You do not rise to the level of your goals, you fall to the level of your systems

James Clear

So this week I’ve been running with the idea on how to bring my culinary thoughts together, push through the resistance and get back into the rhythm of working on the book. I now have a working title ‘Cook One Thing’. It feels like a gift, as suggested by Big Magic (Elizabeth Gilbert). I find the URL hasn’t been taken, a further sign that this is mine and something to get behind.

I also recently came across the concept of a Digital Garden, and been wondering how I can manage my eco system. I’ve been quiet for a few days, trying to get my head around the best approach to doing this from self hosting through to just pushing the button through Obsidian Publish. I tried the self hosting hosting route using GitHub and Netifly. It worked, and then I felt myself drifting away into the technology side for technology sake. I really need to focus on the content, the book and pushing that forward rather than an endless loop of looking for the best tools for the job. So I pushed the button on Obsidian Publish, at 8$ a month it just cut through a lot of nonsense. I had a post up within 15 mins. The custom domain took a little longer, the instructions are fairly straight forward, I bit that bullet as well and just accepted that Obsidian Publish works with Cloudflare. The cost seemed reasonable at about 9$. Just left me to get my head around the publish interface in Obsidian.
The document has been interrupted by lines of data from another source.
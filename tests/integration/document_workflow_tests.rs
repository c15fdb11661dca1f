/*!
 * End-to-end document processing tests: read, translate, write, source
 * deletion, cache teardown, and failure isolation.
 */

use std::fs;

use tempfile::TempDir;

use mdxlate::app_controller::{run_scope_id, Controller};
use mdxlate::providers::mock::MockCompletion;

use crate::common;

struct Workspace {
    input: TempDir,
    output: TempDir,
    cache: TempDir,
}

impl Workspace {
    fn new() -> Self {
        Self {
            input: TempDir::new().unwrap(),
            output: TempDir::new().unwrap(),
            cache: TempDir::new().unwrap(),
        }
    }

    fn controller(&self) -> Controller {
        let config = common::test_config(self.output.path(), self.cache.path());
        Controller::with_config(config).unwrap()
    }
}

#[tokio::test]
async fn test_processDocument_shouldWriteOutputAndTearDown() {
    common::init_logging();
    let workspace = Workspace::new();
    let source_path = workspace.input.path().join("notes.md");
    let source_text = "Some notes without a heading.";
    fs::write(&source_path, source_text).unwrap();

    let scope_id = run_scope_id(&source_path, source_text);
    let mock = MockCompletion::working();

    let output_path = workspace
        .controller()
        .process_document(&mock, &source_path)
        .await
        .unwrap();

    // Output written under the source stem (no heading in the translation).
    assert_eq!(output_path.file_name().unwrap(), "notes.md");
    assert!(output_path.exists());
    let translation = fs::read_to_string(&output_path).unwrap();
    assert!(translation.contains("mock:"));

    // Source removed and cache scope cleared after the successful write.
    assert!(!source_path.exists());
    assert!(!workspace.cache.path().join(scope_id).exists());
}

#[tokio::test]
async fn test_processDocument_withKeepSource_shouldRetainSource() {
    let workspace = Workspace::new();
    let source_path = workspace.input.path().join("keep.md");
    fs::write(&source_path, "Keep me around.").unwrap();

    let mut config = common::test_config(workspace.output.path(), workspace.cache.path());
    config.keep_source = true;
    let controller = Controller::with_config(config).unwrap();

    let mock = MockCompletion::working();
    controller
        .process_document(&mock, &source_path)
        .await
        .unwrap();

    assert!(source_path.exists());
}

#[tokio::test]
async fn test_processDocument_onFailure_shouldLeaveSourceAndCache() {
    let workspace = Workspace::new();
    let source_path = workspace.input.path().join("doc.md");
    let source_text = common::sample_markdown();
    fs::write(&source_path, &source_text).unwrap();

    // Dies after the first completed chunk.
    let mock = MockCompletion::fail_at(1);

    let result = workspace
        .controller()
        .process_document(&mock, &source_path)
        .await;
    assert!(result.is_err());

    // The source survives, no output is written, and the partial
    // checkpoint remains for resumption.
    assert!(source_path.exists());
    assert!(fs::read_dir(workspace.output.path()).unwrap().next().is_none());
    let scope_dir = workspace.cache.path().join(run_scope_id(&source_path, &source_text));
    assert!(scope_dir.join("draft.json").exists());
}

#[tokio::test]
async fn test_processDocument_afterFailure_shouldResumeFromCheckpoint() {
    // Control run on a separate workspace to learn the total call count.
    let control = Workspace::new();
    let control_path = control.input.path().join("doc.md");
    fs::write(&control_path, common::sample_markdown()).unwrap();

    let mut control_config = common::test_config(control.output.path(), control.cache.path());
    control_config.token_limit = 30;
    let control_mock = MockCompletion::working();
    Controller::with_config(control_config)
        .unwrap()
        .process_document(&control_mock, &control_path)
        .await
        .unwrap();
    let total_calls = control_mock.calls();
    assert!(total_calls > 3, "document should split into several chunks");

    // Interrupted run: the fourth completion call dies.
    let workspace = Workspace::new();
    let source_path = workspace.input.path().join("doc.md");
    fs::write(&source_path, common::sample_markdown()).unwrap();

    let mut config = common::test_config(workspace.output.path(), workspace.cache.path());
    config.token_limit = 30;
    let controller = Controller::with_config(config).unwrap();

    let failing = MockCompletion::fail_at(3);
    assert!(controller
        .process_document(&failing, &source_path)
        .await
        .is_err());

    let resumed = MockCompletion::working();
    let output_path = controller
        .process_document(&resumed, &source_path)
        .await
        .unwrap();

    assert!(output_path.exists());
    assert!(!source_path.exists());
    // The three chunks completed before the failure came from cache.
    assert_eq!(resumed.calls(), total_calls - 3);
}

#[tokio::test]
async fn test_processDocument_withHeading_shouldDeriveOutputName() {
    let workspace = Workspace::new();
    let source_path = workspace.input.path().join("raw_input.md");
    fs::write(&source_path, "Body only, no heading").unwrap();

    // The mock output never starts with "# ", so the derived name falls
    // back to the source stem.
    let mock = MockCompletion::working();
    let output_path = workspace
        .controller()
        .process_document(&mock, &source_path)
        .await
        .unwrap();

    assert_eq!(output_path.file_name().unwrap(), "raw_input.md");
}

#[tokio::test]
async fn test_run_withFailingProvider_shouldIsolateDocumentFailures() {
    let workspace = Workspace::new();
    fs::write(workspace.input.path().join("one.md"), "First document.").unwrap();
    fs::write(workspace.input.path().join("two.md"), "Second document.").unwrap();

    // The default config points at a local Ollama endpoint; without a
    // server the completion boundary fails, which must not abort the
    // batch or delete any source file.
    let mut config = common::test_config(workspace.output.path(), workspace.cache.path());
    config.translation.common.retry_count = 0;
    let controller = Controller::with_config(config).unwrap();

    let summary = controller.run(workspace.input.path()).await.unwrap();

    assert_eq!(summary.processed + summary.failed, 2);
    if summary.failed == 2 {
        assert!(workspace.input.path().join("one.md").exists());
        assert!(workspace.input.path().join("two.md").exists());
    }
}

#[tokio::test]
async fn test_run_withEmptyDirectory_shouldDoNothing() {
    let workspace = Workspace::new();

    let summary = workspace
        .controller()
        .run(workspace.input.path())
        .await
        .unwrap();

    assert_eq!(summary.processed, 0);
    assert_eq!(summary.failed, 0);
}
A breeze and honestly works really well.

New domain name….CookOneThing, is up and running, I’m keen to set myself a goal around a weekly ship, an update through substack Scribble and Scran (something else that feels like a blank journal on opening!)

The dailies and photo’s from the break are on my mind, as is a new 12 week year and focus.


The #WeekendCoffeeShare is an informal weekly link-up hosted by Natalie the Explorer that serves as weekly heart beat and sort of of a mind-dump. Helps me reflect on my week, with a list of achievements, thoughts and rambles normally whilst drinking a beverage probably listening to music.